### Data extract

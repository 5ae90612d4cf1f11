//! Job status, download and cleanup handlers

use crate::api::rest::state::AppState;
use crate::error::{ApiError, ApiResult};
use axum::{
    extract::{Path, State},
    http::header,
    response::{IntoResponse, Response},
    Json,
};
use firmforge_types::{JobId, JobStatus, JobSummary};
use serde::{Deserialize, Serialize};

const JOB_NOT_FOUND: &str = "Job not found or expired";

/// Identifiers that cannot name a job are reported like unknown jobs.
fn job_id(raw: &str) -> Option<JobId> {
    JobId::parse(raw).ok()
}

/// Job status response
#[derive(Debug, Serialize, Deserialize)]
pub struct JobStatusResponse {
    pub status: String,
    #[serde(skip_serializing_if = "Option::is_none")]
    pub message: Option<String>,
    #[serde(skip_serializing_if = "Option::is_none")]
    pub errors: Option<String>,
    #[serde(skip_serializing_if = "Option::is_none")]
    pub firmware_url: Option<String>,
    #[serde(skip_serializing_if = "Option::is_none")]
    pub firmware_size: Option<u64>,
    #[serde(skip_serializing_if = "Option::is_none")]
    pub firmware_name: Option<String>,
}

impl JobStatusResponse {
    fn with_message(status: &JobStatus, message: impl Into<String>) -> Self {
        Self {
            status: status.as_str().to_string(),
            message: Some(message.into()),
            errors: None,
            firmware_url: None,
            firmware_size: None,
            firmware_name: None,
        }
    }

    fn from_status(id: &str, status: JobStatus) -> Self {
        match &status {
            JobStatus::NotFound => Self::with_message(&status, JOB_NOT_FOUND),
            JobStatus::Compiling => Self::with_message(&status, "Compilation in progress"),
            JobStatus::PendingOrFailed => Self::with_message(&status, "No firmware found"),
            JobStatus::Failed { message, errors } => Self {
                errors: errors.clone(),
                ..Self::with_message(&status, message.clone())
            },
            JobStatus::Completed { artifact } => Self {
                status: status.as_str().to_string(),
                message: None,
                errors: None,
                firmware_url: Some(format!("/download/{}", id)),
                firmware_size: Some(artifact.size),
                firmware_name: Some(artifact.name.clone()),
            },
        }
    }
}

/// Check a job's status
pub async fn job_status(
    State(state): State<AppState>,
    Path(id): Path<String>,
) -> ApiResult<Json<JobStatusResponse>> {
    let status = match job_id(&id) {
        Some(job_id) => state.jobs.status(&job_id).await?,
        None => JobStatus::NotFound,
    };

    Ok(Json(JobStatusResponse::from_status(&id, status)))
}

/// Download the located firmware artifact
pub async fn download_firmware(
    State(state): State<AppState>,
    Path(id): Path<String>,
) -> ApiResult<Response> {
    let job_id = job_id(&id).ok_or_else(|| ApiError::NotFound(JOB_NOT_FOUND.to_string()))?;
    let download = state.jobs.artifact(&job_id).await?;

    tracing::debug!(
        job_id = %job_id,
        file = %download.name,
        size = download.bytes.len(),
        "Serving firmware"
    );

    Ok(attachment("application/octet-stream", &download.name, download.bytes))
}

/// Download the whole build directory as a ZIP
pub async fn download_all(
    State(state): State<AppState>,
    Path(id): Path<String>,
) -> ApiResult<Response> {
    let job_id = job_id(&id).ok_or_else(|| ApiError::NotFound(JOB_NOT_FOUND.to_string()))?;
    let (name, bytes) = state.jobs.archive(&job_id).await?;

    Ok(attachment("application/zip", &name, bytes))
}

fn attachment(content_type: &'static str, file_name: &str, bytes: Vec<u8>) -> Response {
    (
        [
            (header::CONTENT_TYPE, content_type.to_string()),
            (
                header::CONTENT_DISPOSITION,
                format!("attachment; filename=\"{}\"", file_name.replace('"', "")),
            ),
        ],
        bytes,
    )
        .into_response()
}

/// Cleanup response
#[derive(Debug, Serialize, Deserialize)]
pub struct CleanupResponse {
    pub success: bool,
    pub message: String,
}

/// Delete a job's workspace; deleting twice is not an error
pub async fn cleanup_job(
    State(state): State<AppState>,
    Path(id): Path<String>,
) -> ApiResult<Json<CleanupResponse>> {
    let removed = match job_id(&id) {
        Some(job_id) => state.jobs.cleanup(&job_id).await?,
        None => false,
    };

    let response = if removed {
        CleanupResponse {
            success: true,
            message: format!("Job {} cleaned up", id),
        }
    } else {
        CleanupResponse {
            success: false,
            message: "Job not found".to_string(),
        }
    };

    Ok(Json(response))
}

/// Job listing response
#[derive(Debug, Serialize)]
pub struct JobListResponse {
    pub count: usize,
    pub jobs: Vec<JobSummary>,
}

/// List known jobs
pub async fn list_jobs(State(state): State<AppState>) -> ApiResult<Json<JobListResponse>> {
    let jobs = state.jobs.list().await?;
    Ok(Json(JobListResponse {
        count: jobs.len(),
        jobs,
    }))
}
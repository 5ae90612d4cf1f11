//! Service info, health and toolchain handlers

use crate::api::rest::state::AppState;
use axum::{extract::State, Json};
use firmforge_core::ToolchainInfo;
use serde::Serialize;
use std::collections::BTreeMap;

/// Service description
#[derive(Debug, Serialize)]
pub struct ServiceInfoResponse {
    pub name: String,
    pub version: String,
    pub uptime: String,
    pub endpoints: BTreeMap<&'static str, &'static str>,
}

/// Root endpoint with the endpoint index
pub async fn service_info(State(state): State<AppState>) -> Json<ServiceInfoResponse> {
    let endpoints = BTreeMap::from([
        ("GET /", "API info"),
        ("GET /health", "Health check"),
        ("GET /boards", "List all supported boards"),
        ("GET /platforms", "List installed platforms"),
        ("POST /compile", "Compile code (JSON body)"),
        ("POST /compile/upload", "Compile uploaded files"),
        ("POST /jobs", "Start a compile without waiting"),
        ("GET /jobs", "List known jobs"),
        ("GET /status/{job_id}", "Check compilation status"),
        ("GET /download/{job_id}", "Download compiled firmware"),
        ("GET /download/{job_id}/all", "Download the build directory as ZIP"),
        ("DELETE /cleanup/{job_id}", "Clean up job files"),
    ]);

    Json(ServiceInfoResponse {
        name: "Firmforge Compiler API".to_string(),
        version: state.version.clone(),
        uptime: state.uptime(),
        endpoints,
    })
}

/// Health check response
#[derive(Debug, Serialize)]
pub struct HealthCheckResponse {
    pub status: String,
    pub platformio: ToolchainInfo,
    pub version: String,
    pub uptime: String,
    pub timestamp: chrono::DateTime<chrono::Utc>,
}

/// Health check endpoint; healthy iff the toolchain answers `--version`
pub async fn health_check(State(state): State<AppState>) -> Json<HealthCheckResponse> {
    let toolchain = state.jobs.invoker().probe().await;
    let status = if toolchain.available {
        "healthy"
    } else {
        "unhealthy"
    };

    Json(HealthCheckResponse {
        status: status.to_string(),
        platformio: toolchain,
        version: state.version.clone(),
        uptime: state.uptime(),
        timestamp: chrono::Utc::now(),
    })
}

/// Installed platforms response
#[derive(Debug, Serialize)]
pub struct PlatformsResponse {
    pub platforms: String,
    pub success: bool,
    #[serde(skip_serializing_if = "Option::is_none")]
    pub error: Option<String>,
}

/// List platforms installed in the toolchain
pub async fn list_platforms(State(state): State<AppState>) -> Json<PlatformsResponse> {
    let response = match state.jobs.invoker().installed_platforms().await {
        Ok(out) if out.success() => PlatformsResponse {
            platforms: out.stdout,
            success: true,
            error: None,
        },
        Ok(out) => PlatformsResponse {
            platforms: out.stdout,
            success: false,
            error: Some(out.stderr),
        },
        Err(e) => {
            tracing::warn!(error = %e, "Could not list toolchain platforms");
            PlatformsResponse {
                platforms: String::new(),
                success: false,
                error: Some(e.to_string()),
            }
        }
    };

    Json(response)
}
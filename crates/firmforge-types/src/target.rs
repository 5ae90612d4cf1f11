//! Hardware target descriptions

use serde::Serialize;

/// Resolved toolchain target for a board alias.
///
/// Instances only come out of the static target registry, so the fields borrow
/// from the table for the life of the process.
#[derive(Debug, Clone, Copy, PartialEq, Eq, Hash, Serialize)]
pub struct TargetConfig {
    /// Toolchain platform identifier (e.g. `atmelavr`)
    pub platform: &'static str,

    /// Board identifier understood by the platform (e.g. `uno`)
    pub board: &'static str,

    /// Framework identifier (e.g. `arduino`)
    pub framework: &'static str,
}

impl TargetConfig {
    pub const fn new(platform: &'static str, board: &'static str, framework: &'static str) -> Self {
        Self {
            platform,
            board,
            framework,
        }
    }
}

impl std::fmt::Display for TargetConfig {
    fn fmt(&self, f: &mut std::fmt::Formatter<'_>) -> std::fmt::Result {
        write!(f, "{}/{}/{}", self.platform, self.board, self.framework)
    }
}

######
### Data extract

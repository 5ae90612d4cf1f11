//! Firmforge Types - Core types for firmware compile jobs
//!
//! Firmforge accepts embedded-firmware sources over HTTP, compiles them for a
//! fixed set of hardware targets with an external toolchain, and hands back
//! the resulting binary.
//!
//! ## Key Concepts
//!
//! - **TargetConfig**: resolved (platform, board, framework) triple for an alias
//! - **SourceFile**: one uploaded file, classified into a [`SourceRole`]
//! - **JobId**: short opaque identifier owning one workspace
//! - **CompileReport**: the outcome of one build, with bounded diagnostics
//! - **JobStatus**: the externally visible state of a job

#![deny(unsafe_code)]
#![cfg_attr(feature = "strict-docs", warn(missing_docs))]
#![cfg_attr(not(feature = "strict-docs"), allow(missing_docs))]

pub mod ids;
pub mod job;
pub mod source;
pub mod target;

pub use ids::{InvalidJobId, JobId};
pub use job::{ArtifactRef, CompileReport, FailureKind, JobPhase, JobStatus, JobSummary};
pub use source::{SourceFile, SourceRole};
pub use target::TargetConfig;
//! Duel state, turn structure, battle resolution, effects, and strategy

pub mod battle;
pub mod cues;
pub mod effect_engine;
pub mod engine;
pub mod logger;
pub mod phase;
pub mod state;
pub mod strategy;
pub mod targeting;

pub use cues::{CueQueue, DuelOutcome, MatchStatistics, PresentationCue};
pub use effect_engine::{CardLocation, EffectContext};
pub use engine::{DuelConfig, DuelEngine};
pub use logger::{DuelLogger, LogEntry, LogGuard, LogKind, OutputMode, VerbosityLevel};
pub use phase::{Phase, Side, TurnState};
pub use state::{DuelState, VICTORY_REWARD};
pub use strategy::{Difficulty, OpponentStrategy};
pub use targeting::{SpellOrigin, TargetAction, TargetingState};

######

▸ **Assignment**
Search the entries for the word "CompileReport", then copy every line in which it is found.

▸ **Answer below**
//! - **CompileReport**: the outcome of one build, with bounded diagnostics
pub use job::{ArtifactRef, CompileReport, FailureKind, JobPhase, JobStatus, JobSummary};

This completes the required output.